▶ [What to work on]
Please copy every line of the data in which the string "delivered" appears.

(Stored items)
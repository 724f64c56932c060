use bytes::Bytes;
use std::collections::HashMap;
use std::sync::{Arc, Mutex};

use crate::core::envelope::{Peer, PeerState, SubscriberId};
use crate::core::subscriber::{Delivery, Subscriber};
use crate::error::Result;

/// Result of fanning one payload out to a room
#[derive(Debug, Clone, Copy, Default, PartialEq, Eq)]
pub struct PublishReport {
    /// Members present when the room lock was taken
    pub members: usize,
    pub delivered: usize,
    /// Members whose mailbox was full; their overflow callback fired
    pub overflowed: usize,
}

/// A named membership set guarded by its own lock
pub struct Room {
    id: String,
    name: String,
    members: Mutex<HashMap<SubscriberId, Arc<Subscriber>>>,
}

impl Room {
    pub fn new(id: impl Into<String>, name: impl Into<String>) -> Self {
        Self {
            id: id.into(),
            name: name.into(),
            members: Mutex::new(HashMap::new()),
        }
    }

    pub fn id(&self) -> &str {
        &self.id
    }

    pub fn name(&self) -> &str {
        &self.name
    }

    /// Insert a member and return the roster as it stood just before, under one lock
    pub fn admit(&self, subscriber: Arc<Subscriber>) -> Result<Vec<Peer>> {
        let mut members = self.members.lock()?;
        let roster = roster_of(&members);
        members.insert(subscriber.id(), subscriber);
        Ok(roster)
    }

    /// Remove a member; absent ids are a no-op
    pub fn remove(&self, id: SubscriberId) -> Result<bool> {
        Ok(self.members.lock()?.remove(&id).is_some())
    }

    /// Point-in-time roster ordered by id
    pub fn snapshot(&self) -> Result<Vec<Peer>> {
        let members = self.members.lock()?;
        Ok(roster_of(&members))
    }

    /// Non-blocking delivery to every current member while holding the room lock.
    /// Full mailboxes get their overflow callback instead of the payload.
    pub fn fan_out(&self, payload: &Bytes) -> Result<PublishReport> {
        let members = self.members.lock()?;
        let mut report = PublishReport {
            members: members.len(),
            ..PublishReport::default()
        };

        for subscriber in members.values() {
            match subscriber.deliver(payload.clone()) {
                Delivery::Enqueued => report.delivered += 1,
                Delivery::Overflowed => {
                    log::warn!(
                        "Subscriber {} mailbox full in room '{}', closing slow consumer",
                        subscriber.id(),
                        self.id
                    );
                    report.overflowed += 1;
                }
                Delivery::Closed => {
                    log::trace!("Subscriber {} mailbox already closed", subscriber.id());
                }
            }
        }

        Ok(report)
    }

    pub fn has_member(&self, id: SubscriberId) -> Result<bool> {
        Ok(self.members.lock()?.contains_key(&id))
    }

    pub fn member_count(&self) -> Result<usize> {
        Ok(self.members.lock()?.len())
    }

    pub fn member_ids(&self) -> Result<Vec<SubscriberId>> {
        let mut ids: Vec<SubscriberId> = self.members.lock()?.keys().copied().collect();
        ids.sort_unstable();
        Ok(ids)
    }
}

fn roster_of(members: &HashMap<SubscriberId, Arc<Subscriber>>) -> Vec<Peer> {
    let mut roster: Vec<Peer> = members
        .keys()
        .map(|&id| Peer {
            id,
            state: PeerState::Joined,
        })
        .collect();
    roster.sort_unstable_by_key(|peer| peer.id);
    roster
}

---

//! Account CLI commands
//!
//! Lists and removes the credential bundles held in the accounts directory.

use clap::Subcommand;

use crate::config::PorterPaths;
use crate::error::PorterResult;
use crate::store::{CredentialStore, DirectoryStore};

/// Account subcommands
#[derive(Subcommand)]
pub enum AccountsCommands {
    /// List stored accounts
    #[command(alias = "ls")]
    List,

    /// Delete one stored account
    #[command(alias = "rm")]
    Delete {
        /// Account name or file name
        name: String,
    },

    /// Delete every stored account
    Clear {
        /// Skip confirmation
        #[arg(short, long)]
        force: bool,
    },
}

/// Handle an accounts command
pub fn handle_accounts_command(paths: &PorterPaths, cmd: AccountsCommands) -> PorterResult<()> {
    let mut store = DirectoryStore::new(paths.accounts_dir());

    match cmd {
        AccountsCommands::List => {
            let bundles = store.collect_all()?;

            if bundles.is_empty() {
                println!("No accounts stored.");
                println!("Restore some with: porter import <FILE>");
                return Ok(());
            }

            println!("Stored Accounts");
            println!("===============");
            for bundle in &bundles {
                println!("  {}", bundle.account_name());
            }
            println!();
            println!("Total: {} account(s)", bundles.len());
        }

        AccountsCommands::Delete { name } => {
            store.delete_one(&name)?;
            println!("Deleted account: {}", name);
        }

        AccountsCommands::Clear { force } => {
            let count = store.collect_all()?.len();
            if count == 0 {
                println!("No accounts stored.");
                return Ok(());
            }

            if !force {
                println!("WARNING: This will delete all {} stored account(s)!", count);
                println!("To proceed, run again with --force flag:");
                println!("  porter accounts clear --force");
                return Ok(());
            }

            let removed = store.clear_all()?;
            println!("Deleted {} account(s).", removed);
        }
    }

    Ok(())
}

▶ [Task answer]
    pub delivered: usize,
                Delivery::Enqueued => report.delivered += 1,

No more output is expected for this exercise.